Monday, March 19, 2012

Hybrid Or Emergent Form? Vaura posit this musical question

Vaura is a new Brooklyn, New York City-based band that is comprised of members of Dysrythmia, Gorguts, Kayo Dot, Secret Chiefs 3 and Religions To Damn. It features Josh Strawn (guitar/vocals), Kevin Hufnagel (guitar), Charlie Schmid (drums) and Toby Driver (bass). Given the band's avant garde musical pedigree, one might have some sort of idea on how they might sound, but get prepared to have your expectations upended, because on their Wierd Records debut, "Selenelion", they put forward a sound that merges post-punk with shots of metallic heaviness, and a little pop thrown in for good measure. It's infectious and well worth hearing. With the band coming to Lilly's Pad in New Haven on April 1, for a show with post-black metal acolytes Alcest and Connecticut instrumental metal masters De Omega, we sent some e-mail questions to Strawn and here are his answers. We suggest if you like what you read and hear, then check them out, you'll be glad you did.

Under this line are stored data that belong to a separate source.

//! Presence tracking - who is connected to the mailbox and what they're doing.
//!
//! Every mailbox operation refreshes the caller's heartbeat in `status.json`.
//! Heartbeats are best-effort: a failed write is logged and ignored.

use serde::{Deserialize, Serialize};
use std::path::{Path, PathBuf};
use std::sync::Arc;
use std::time::Duration;
use tokio::sync::Mutex;
use tracing::warn;

use super::fs::{atomic_write_json, now_ms, now_timestamp, parse_timestamp_ms, read_json_or};

pub const STATUS_FILE: &str = "status.json";

#[derive(Debug, Clone, Default, Serialize, Deserialize)]
pub struct StatusDocument {
    #[serde(default)]
    pub statuses: Vec<InstanceStatus>,
}

#[derive(Debug, Clone, PartialEq, Serialize, Deserialize)]
pub struct InstanceStatus {
    pub instance_id: String,
    pub status: String,
    #[serde(default)]
    pub current_task: Option<String>,
    pub last_heartbeat: String,
}

/// A status entry annotated with staleness.
#[derive(Debug, Clone, PartialEq)]
pub struct PresenceEntry {
    pub status: InstanceStatus,
    pub stale: bool,
}

impl std::fmt::Display for PresenceEntry {
    fn fmt(&self, f: &mut std::fmt::Formatter<'_>) -> std::fmt::Result {
        write!(
            f,
            "[{}] {}{} - {}",
            self.status.instance_id,
            self.status.status,
            if self.stale { " [STALE]" } else { "" },
            self.status.current_task.as_deref().unwrap_or("idle")
        )
    }
}

/// File-backed presence store.
#[derive(Debug, Clone)]
pub struct PresenceStore {
    path: PathBuf,
    stale_after: Duration,
    write_lock: Arc<Mutex<()>>,
}

impl PresenceStore {
    pub fn new(data_dir: &Path, stale_after: Duration) -> Self {
        Self::with_lock(data_dir, stale_after, Arc::new(Mutex::new(())))
    }

    /// Share `write_lock` with the owning mailbox store. Callers must not hold
    /// it while heartbeating.
    pub fn with_lock(data_dir: &Path, stale_after: Duration, write_lock: Arc<Mutex<()>>) -> Self {
        Self {
            path: data_dir.join(STATUS_FILE),
            stale_after,
            write_lock,
        }
    }

    /// Record a heartbeat for `instance_id`.
    pub async fn heartbeat(&self, instance_id: &str, status: &str, current_task: Option<&str>) {
        let _guard = self.write_lock.lock().await;
        let mut doc: StatusDocument = read_json_or(&self.path, StatusDocument::default()).await;
        let entry = InstanceStatus {
            instance_id: instance_id.to_string(),
            status: status.to_string(),
            current_task: current_task.map(str::to_string),
            last_heartbeat: now_timestamp(),
        };

        match doc.statuses.iter_mut().find(|s| s.instance_id == instance_id) {
            Some(existing) => *existing = entry,
            None => doc.statuses.push(entry),
        }

        if let Err(e) = atomic_write_json(&self.path, &doc).await {
            warn!(instance_id, error = %e, "Failed to update heartbeat");
        }
    }

    /// All known instances, flagged stale when their heartbeat is old.
    pub async fn list(&self) -> Vec<PresenceEntry> {
        let doc: StatusDocument = read_json_or(&self.path, StatusDocument::default()).await;
        let now = now_ms();
        let stale_ms = self.stale_after.as_millis() as u64;

        doc.statuses
            .into_iter()
            .map(|status| {
                let last = parse_timestamp_ms(&status.last_heartbeat).unwrap_or(0);
                PresenceEntry {
                    stale: now.saturating_sub(last) > stale_ms,
                    status,
                }
            })
            .collect()
    }
}

#[cfg(test)]
mod tests {
    use super::*;
    use tempfile::TempDir;

    #[tokio::test]
    async fn test_heartbeat_upserts() {
        let dir = TempDir::new().unwrap();
        let store = PresenceStore::new(dir.path(), Duration::from_secs(120));

        store.heartbeat("voice-claude", "active", Some("Checking inbox")).await;
        store.heartbeat("voice-claude", "idle", None).await;
        store.heartbeat("nathan", "active", None).await;

        let entries = store.list().await;
        assert_eq!(entries.len(), 2);
        assert_eq!(entries[0].status.status, "idle");
        assert!(entries.iter().all(|e| !e.stale));
        assert_eq!(entries[0].to_string(), "[voice-claude] idle - idle");
    }

    #[tokio::test]
    async fn test_concurrent_heartbeats_all_land() {
        let dir = TempDir::new().unwrap();
        let store = PresenceStore::new(dir.path(), Duration::from_secs(120));

        let beats: Vec<_> = (0..16)
            .map(|i| {
                let store = store.clone();
                tokio::spawn(async move {
                    store.heartbeat(&format!("instance-{}", i), "active", None).await;
                })
            })
            .collect();
        for beat in beats {
            beat.await.unwrap();
        }

        assert_eq!(store.list().await.len(), 16);
    }

    #[tokio::test]
    async fn test_stale_entries() {
        let dir = TempDir::new().unwrap();
        let store = PresenceStore::new(dir.path(), Duration::from_secs(120));
        let doc = StatusDocument {
            statuses: vec![InstanceStatus {
                instance_id: "old".into(),
                status: "active".into(),
                current_task: Some("Listening".into()),
                last_heartbeat: "2020-01-01T00:00:00.000Z".into(),
            }],
        };
        atomic_write_json(&dir.path().join(STATUS_FILE), &doc).await.unwrap();

        let entries = store.list().await;
        assert!(entries[0].stale);
        assert_eq!(entries[0].to_string(), "[old] active [STALE] - Listening");
    }
}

What was the reason to start the band? Was there any specific goal in mind or was it more get together with friends and jam and see what happens?
I had written some demos that didn’t really fit comfortably into any band I was in at the time. I met Kevin and we discovered that we shared this very specific overlap of interests and he ended up liking my demos. Kevin was friends with Toby and at the time Kayo Dot was about to release the ‘Coyote’ record, which was a pretty dark record where he uses a lot of chorus and reverb and open strings on the bass. It has these slight elements of The Cure or Japan, but it's also completely his own. So we were kind of just all in the right place at the right time, not only geographically, but aesthetically as well. And the overlap also goes relatively deep in a way, to our childhood because before we got into more underground weird stuff, we were all into stuff like Ozzy and Dokken, the heavy hitters of mainstream metal that always kept things pretty moody. I doubt any of them would disagree with me if I said that maybe we've all been carrying around this love for that dark, synthy pop metal for years and somehow Vaura is a way of tapping back into that, but not without incorporating all of the evolutions we've all gone though as artists since then.
Personally I feel a definite affinity with artists like David Bowie in the way they sort of unabashedly get taken with new sounds and styles and just go for it. That’s often derided as inauthentic, but I’d argue that a huge chunk of great music gets made that way. British guys wanting to sound like American bluesmen or David Sylvian taking up with Ryuichi Sakamoto. So I’m the sort of person that one day discovers Blut Aus Nord and goes apeshit and I don’t care how that fits into anyone’s idea of my authenticity, to me it's just a passion for music. In a nutshell, that’s what happened: I was just really captivated by the way, for instance, a band like Portal was using metal instrumentation and technical proficiency to achieve what was to my ears something almost like noise or industrial. But as one who had listened to so much noise and industrial for so many years, that was a really cool new mutation and approach. I started hearing Scott Walker in Attila Csihar’s vocals and things like that. And suddenly the idea of taking the kinds of dark melodic music I’ve always liked and injecting it with much more heavy sounds became exciting. Somebody recently posted online that they had a playlist on and a Vaura song came on after ‘Shutout’ by The Walker Brothers (one of my favorite songs ever) and that the transition was seamless. I thought to myself, “Yes, that’s exactly where I want to be.”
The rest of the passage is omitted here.